REQUIRED WORK
Copy out every record precisely.

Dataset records
=== Begin Enclosure ===

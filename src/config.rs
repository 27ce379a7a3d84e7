//! Device boot configuration, loadable from TOML.

use std::net::{IpAddr, Ipv4Addr};

use num_traits::FromPrimitive;
use serde::Deserialize;

use crate::ospf::OspfVersion;

/// Configuration errors surfaced at device boot.
#[derive(Debug, Clone, PartialEq, Eq)]
pub enum Error {
    /// Interface address was not `addr/prefix`.
    InvalidAddress(String),
    /// `ospf_version` was neither 2 nor 3.
    UnknownOspfVersion(u8),
    Toml(String),
}

impl std::fmt::Display for Error {
    fn fmt(&self, f: &mut std::fmt::Formatter<'_>) -> std::fmt::Result {
        match self {
            Error::InvalidAddress(s) => write!(f, "invalid interface address: {s}"),
            Error::UnknownOspfVersion(v) => write!(f, "unknown ospf version: {v}"),
            Error::Toml(e) => write!(f, "config parse error: {e}"),
        }
    }
}

#[derive(Debug, Clone, Deserialize)]
#[serde(default)]
pub struct DeviceConfig {
    pub hostname: String,
    /// Unprivileged account created at boot alongside root.
    pub default_user: String,
    pub router_id: Ipv4Addr,
    pub ospf_version: u8,
    pub interfaces: Vec<InterfaceConfig>,
}

impl Default for DeviceConfig {
    fn default() -> Self {
        DeviceConfig {
            hostname: "devsim".to_string(),
            default_user: "admin".to_string(),
            router_id: Ipv4Addr::new(1, 1, 1, 1),
            ospf_version: 2,
            interfaces: vec![InterfaceConfig::default()],
        }
    }
}

impl DeviceConfig {
    pub fn from_toml_str(text: &str) -> Result<Self, Error> {
        toml::from_str(text).map_err(|e| Error::Toml(e.to_string()))
    }

    pub fn ospf_version(&self) -> Result<OspfVersion, Error> {
        OspfVersion::from_u8(self.ospf_version).ok_or(Error::UnknownOspfVersion(self.ospf_version))
    }
}

#[derive(Debug, Clone, Deserialize)]
#[serde(default)]
pub struct InterfaceConfig {
    pub name: String,
    /// `address/prefix`, e.g. `10.0.0.1/24`.
    pub address: String,
    pub area: Ipv4Addr,
    pub cost: u16,
    pub priority: u8,
    pub passive: bool,
    pub point_to_point: bool,
}

impl Default for InterfaceConfig {
    fn default() -> Self {
        InterfaceConfig {
            name: "eth0".to_string(),
            address: "10.0.0.1/24".to_string(),
            area: Ipv4Addr::UNSPECIFIED,
            cost: 10,
            priority: 1,
            passive: false,
            point_to_point: false,
        }
    }
}

impl InterfaceConfig {
    /// Splits `address` into `(address, prefix length)`.
    pub fn parse_address(&self) -> Result<(IpAddr, u8), Error> {
        let err = || Error::InvalidAddress(self.address.clone());
        let (addr, len) = self.address.split_once('/').ok_or_else(err)?;
        let addr: IpAddr = addr.parse().map_err(|_| err())?;
        let len: u8 = len.parse().map_err(|_| err())?;
        let max = if addr.is_ipv4() { 32 } else { 128 };
        if len > max {
            return Err(err());
        }
        Ok((addr, len))
    }
}

#[cfg(test)]
mod tests {
    use super::*;

    #[test]
    fn default_config_is_single_router() {
        let config = DeviceConfig::default();
        assert_eq!(config.hostname, "devsim");
        assert_eq!(config.ospf_version().unwrap(), OspfVersion::V2);
        assert_eq!(config.interfaces.len(), 1);
        let (addr, len) = config.interfaces[0].parse_address().unwrap();
        assert_eq!(addr, IpAddr::V4(Ipv4Addr::new(10, 0, 0, 1)));
        assert_eq!(len, 24);
    }

    #[test]
    fn toml_overrides_defaults() {
        let config = DeviceConfig::from_toml_str(
            r#"
            hostname = "r1"
            router_id = "2.2.2.2"

            [[interfaces]]
            name = "eth0"
            address = "192.168.10.2/24"
            cost = 5
            "#,
        )
        .unwrap();
        assert_eq!(config.hostname, "r1");
        assert_eq!(config.router_id, Ipv4Addr::new(2, 2, 2, 2));
        assert_eq!(config.interfaces[0].cost, 5);
        assert_eq!(config.interfaces[0].priority, 1);
    }

    #[test]
    fn bad_address_is_rejected() {
        let iface = InterfaceConfig { address: "10.0.0.1".to_string(), ..Default::default() };
        assert!(matches!(iface.parse_address(), Err(Error::InvalidAddress(_))));
        let iface = InterfaceConfig { address: "10.0.0.1/40".to_string(), ..Default::default() };
        assert!(matches!(iface.parse_address(), Err(Error::InvalidAddress(_))));
    }

    #[test]
    fn version_gate_rejects_v1() {
        let config = DeviceConfig { ospf_version: 1, ..Default::default() };
        assert_eq!(config.ospf_version(), Err(Error::UnknownOspfVersion(1)));
    }
}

=== End Enclosure ===

SOLVED EXERCISE
filename src/config.rs
repository 27ce379a7a3d84e7
//! Device boot configuration, loadable from TOML.

use std::net::{IpAddr, Ipv4Addr};

use num_traits::FromPrimitive;
use serde::Deserialize;

use crate::ospf::OspfVersion;

/// Configuration errors surfaced at device boot.
#[derive(Debug, Clone, PartialEq, Eq)]
pub enum Error {
    /// Interface address was not `addr/prefix`.
    InvalidAddress(String),
    /// `ospf_version` was neither 2 nor 3.
    UnknownOspfVersion(u8),
    Toml(String),
}

impl std::fmt::Display for Error {
    fn fmt(&self, f: &mut std::fmt::Formatter<'_>) -> std::fmt::Result {
        match self {
            Error::InvalidAddress(s) => write!(f, "invalid interface address: {s}"),
            Error::UnknownOspfVersion(v) => write!(f, "unknown ospf version: {v}"),
            Error::Toml(e) => write!(f, "config parse error: {e}"),
        }
    }
}

#[derive(Debug, Clone, Deserialize)]
#[serde(default)]
pub struct DeviceConfig {
    pub hostname: String,
    /// Unprivileged account created at boot alongside root.
    pub default_user: String,
    pub router_id: Ipv4Addr,
    pub ospf_version: u8,
    pub interfaces: Vec<InterfaceConfig>,
}

impl Default for DeviceConfig {
    fn default() -> Self {
        DeviceConfig {
            hostname: "devsim".to_string(),
            default_user: "admin".to_string(),
            router_id: Ipv4Addr::new(1, 1, 1, 1),
            ospf_version: 2,
            interfaces: vec![InterfaceConfig::default()],
        }
    }
}

impl DeviceConfig {
    pub fn from_toml_str(text: &str) -> Result<Self, Error> {
        toml::from_str(text).map_err(|e| Error::Toml(e.to_string()))
    }

    pub fn ospf_version(&self) -> Result<OspfVersion, Error> {
        OspfVersion::from_u8(self.ospf_version).ok_or(Error::UnknownOspfVersion(self.ospf_version))
    }
}

#[derive(Debug, Clone, Deserialize)]
#[serde(default)]
pub struct InterfaceConfig {
    pub name: String,
    /// `address/prefix`, e.g. `10.0.0.1/24`.
    pub address: String,
    pub area: Ipv4Addr,
    pub cost: u16,
    pub priority: u8,
    pub passive: bool,
    pub point_to_point: bool,
}

impl Default for InterfaceConfig {
    fn default() -> Self {
        InterfaceConfig {
            name: "eth0".to_string(),
            address: "10.0.0.1/24".to_string(),
            area: Ipv4Addr::UNSPECIFIED,
            cost: 10,
            priority: 1,
            passive: false,
            point_to_point: false,
        }
    }
}

impl InterfaceConfig {
    /// Splits `address` into `(address, prefix length)`.
    pub fn parse_address(&self) -> Result<(IpAddr, u8), Error> {
        let err = || Error::InvalidAddress(self.address.clone());
        let (addr, len) = self.address.split_once('/').ok_or_else(err)?;
        let addr: IpAddr = addr.parse().map_err(|_| err())?;
        let len: u8 = len.parse().map_err(|_| err())?;
        let max = if addr.is_ipv4() { 32 } else { 128 };
        if len > max {
            return Err(err());
        }
        Ok((addr, len))
    }
}

#[cfg(test)]
mod tests {
    use super::*;

    #[test]
    fn default_config_is_single_router() {
        let config = DeviceConfig::default();
        assert_eq!(config.hostname, "devsim");
        assert_eq!(config.ospf_version().unwrap(), OspfVersion::V2);
        assert_eq!(config.interfaces.len(), 1);
        let (addr, len) = config.interfaces[0].parse_address().unwrap();
        assert_eq!(addr, IpAddr::V4(Ipv4Addr::new(10, 0, 0, 1)));
        assert_eq!(len, 24);
    }

    #[test]
    fn toml_overrides_defaults() {
        let config = DeviceConfig::from_toml_str(
            r#"
            hostname = "r1"
            router_id = "2.2.2.2"

            [[interfaces]]
            name = "eth0"
            address = "192.168.10.2/24"
            cost = 5
            "#,
        )
        .unwrap();
        assert_eq!(config.hostname, "r1");
        assert_eq!(config.router_id, Ipv4Addr::new(2, 2, 2, 2));
        assert_eq!(config.interfaces[0].cost, 5);
        assert_eq!(config.interfaces[0].priority, 1);
    }

    #[test]
    fn bad_address_is_rejected() {
        let iface = InterfaceConfig { address: "10.0.0.1".to_string(), ..Default::default() };
        assert!(matches!(iface.parse_address(), Err(Error::InvalidAddress(_))));
        let iface = InterfaceConfig { address: "10.0.0.1/40".to_string(), ..Default::default() };
        assert!(matches!(iface.parse_address(), Err(Error::InvalidAddress(_))));
    }

    #[test]
    fn version_gate_rejects_v1() {
        let config = DeviceConfig { ospf_version: 1, ..Default::default() };
        assert_eq!(config.ospf_version(), Err(Error::UnknownOspfVersion(1)));
    }
}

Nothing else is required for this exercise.